TRANSFER OF SUCH SECURITIES WILL BE INVALID UNLESS A REGISTRATION STATEMENT
UNDER THE ACT AND AS REQUIRED BY BLUE SKY LAWS IS IN EFFECT AS TO SUCH TRANSFER
OR IN THE OPINION OF COUNSEL SATISFACTORY TO THE BORROWER SUCH REGISTRATION IS
UNNECESSARY IN ORDER FOR SUCH TRANSFER TO COMPLY WITH THE ACT AND BLUE SKY
LAWS.

DynTek, Inc.

Junior Secured Convertible Promissory Note

Note No. __________

$1,000,000.00                                                                                                                                                  June 15,
2006

FOR VALUE RECEIVED,
subject to the terms and conditions of this Junior Secured Convertible
Promissory Note (the “Note”), DynTek, Inc., a Delaware corporation
with its principal offices located at 19700 Fairchild Road, Suite 230,
Irvine, California (the “Borrower”), hereby promises to pay to the order
of Trust A-4 - Lloyd I. Miller (“Trust A-4”), located at 4550 Gordon
Drive, Naples, Florida 34102 (the “Holder”), the principal sum of One
Million Dollars ($1,000,000.00), in lawful money of the United States and in
immediately available funds on March 1, 2011 or, if such day is not a
regular business day, on the next business day thereafter, with all accrued but
unpaid interest (as provided below) to such date (the “Maturity Date”).
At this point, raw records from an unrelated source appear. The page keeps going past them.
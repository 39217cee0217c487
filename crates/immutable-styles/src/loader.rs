//! Style tree documents
//!
//! Loads style trees from JSON. A document is one node or an array of
//! nodes; each node is `{ "element", "attrs"?, "children"? }` where
//! `children` mixes declaration strings and nested nodes.

use serde::Deserialize;
use serde_json::{Map, Value};
use thiserror::Error;

use immutable_styles_style::{AttrValue, Attrs, Item, SourceLocation, StyleError, StyleNode, ALLOWED_ATTRIBUTES};

/// Document loading result type
pub type LoadResult<T> = Result<T, LoadError>;

/// Document loading errors
#[derive(Debug, Error)]
pub enum LoadError {
    #[error("Failed to read {path}: {source}")]
    Io {
        path: String,
        source: std::io::Error,
    },

    #[error("Invalid style document {path}: {source}")]
    Json {
        path: String,
        source: serde_json::Error,
    },

    #[error("Attribute `{attribute}` in {path} cannot be {found}")]
    AttributeType {
        path: String,
        attribute: String,
        found: &'static str,
    },

    #[error(transparent)]
    Style(#[from] StyleError),
}

#[derive(Debug, Deserialize)]
#[serde(untagged)]
enum Document {
    Forest(Vec<NodeDoc>),
    Tree(NodeDoc),
}

#[derive(Debug, Deserialize)]
struct NodeDoc {
    element: String,
    #[serde(default)]
    attrs: Map<String, Value>,
    #[serde(default)]
    children: Vec<ChildDoc>,
}

#[derive(Debug, Deserialize)]
#[serde(untagged)]
enum ChildDoc {
    Text(String),
    Node(NodeDoc),
}

#[derive(Debug, Deserialize)]
#[serde(rename_all = "camelCase")]
struct SourceDoc {
    file_name: Option<String>,
    #[serde(default)]
    line_number: u32,
    #[serde(default)]
    column_number: u32,
}

/// Read the document text at `path`
pub fn read_document(path: &str) -> LoadResult<String> {
    std::fs::read_to_string(path).map_err(|source| LoadError::Io {
        path: path.to_string(),
        source,
    })
}

/// Parse document text; `path` stamps nodes that carry no `__source`
pub fn parse_document(text: &str, path: &str) -> LoadResult<Vec<StyleNode>> {
    let document: Document = serde_json::from_str(text).map_err(|source| LoadError::Json {
        path: path.to_string(),
        source,
    })?;

    let docs = match document {
        Document::Forest(docs) => docs,
        Document::Tree(doc) => vec![doc],
    };

    docs.into_iter().map(|doc| build_node(doc, path)).collect()
}

fn build_node(doc: NodeDoc, path: &str) -> LoadResult<StyleNode> {
    let attrs = build_attrs(doc.attrs, path)?;

    let items = doc
        .children
        .into_iter()
        .map(|child| match child {
            ChildDoc::Text(text) => Ok(Item::Text(text)),
            ChildDoc::Node(node) => build_node(node, path).map(Item::Node),
        })
        .collect::<LoadResult<Vec<_>>>()?;

    Ok(StyleNode::build(doc.element, attrs, items))
}

fn build_attrs(mut map: Map<String, Value>, path: &str) -> LoadResult<Attrs> {
    let source = match map.remove("__source") {
        Some(Value::Object(source)) => source_location(source, path)?,
        None | Some(Value::Null) => SourceLocation::new(path, 0, 0),
        Some(other) => return Err(attribute_type(path, "__source", json_type(&other))),
    };

    if let Some(key) = map.keys().find(|k| !ALLOWED_ATTRIBUTES.contains(&k.as_str())) {
        return Err(StyleError::InvalidAttribute {
            attribute: key.clone(),
            allowed: ALLOWED_ATTRIBUTES,
            location: Some(source),
        }
        .into());
    }

    let mut pairs = Vec::with_capacity(map.len() + 1);
    pairs.push(("__source".to_string(), AttrValue::Source(source)));

    for (key, value) in map {
        let value = match value {
            Value::String(text) => AttrValue::Text(text),
            Value::Number(number) => match number.as_f64() {
                Some(n) => AttrValue::Number(n),
                None => return Err(attribute_type(path, &key, "a number out of range")),
            },
            Value::Null => continue,
            other => return Err(attribute_type(path, &key, json_type(&other))),
        };
        pairs.push((key, value));
    }

    Ok(Attrs::from_pairs(pairs)?)
}

fn json_type(value: &Value) -> &'static str {
    match value {
        Value::Null => "null",
        Value::Bool(_) => "a boolean",
        Value::Number(_) => "a number",
        Value::String(_) => "a string",
        Value::Array(_) => "an array",
        Value::Object(_) => "an object",
    }
}

fn source_location(source: Map<String, Value>, path: &str) -> LoadResult<SourceLocation> {
    let doc: SourceDoc = serde_json::from_value(Value::Object(source)).map_err(|source| LoadError::Json {
        path: path.to_string(),
        source,
    })?;

    Ok(SourceLocation::new(
        doc.file_name.unwrap_or_else(|| path.to_string()),
        doc.line_number,
        doc.column_number,
    ))
}

fn attribute_type(path: &str, attribute: &str, found: &'static str) -> LoadError {
    LoadError::AttributeType {
        path: path.to_string(),
        attribute: attribute.to_string(),
        found,
    }
}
Subject
to the terms and conditions of this Note (including without limitation Section 7(f)),
the Borrower also promises to pay to the Holder interest accrued on the
outstanding unpaid principal amount hereof until such principal amount is paid
(or converted as provided herein) at the rate of ten percent (10%) per annum,
compounding quarterly, from the date hereof. The said interest shall become due
quarterly in arrears and shall be payable on the last day of each fiscal
quarter (each, an “Interest Payment Date”) in respect of the immediately
preceding completed fiscal quarter. The first Interest Payment Date will be June 30,
2006. At the Borrower’s sole option, all interest payments due and payable
before June 30, 2009 may be paid in kind at the rate of fourteen percent
(14%) per annum, compounding quarterly, in which case the accrued interest will
be added to the principal amount of the Note on the applicable Interest Payment
Date, and interest will accrue on the aggregate principal amount. All interest
payments due and payable on and after June 30, 2009 must be paid in cash.

This Note is being issued
pursuant to (1) that certain First Amendment to Note Purchase Agreement,
dated as of the date hereof, by and between the Borrower and the Holder (the “First
Amendment”), and (2) that certain Note Purchase Agreement, dated as of
March 8, 2006, by and between the Borrower and the purchasers named

 

 

thereunder, including the
Holder, (the “Note Purchase Agreement”), and shall be entitled to all of
the rights and benefits thereof. This Note is guaranteed by DynTek Services, Inc.,
a Delaware corporation and a wholly-owned subsidiary of the Borrower (“DSI”)
and secured by a security interest in all of the assets of Borrower and DSI, as
described more fully in that certain Security and Pledge Agreement, dated as of
March 8, 2006, executed by and between the Borrower, DSI and Trust A-4 (as
amended, supplemented or otherwise modified from time to time) (the “Security
Agreement”).

Until June 1, 2010,
the Borrower may not prepay the Note in whole or in part without the prior
written consent of the Holder, which may be given or withheld in Holder’s sole
discretion. At anytime after June 1, 2010 until the Maturity Date, the
Borrower may prepay this Note in whole or in part at any time without penalty. 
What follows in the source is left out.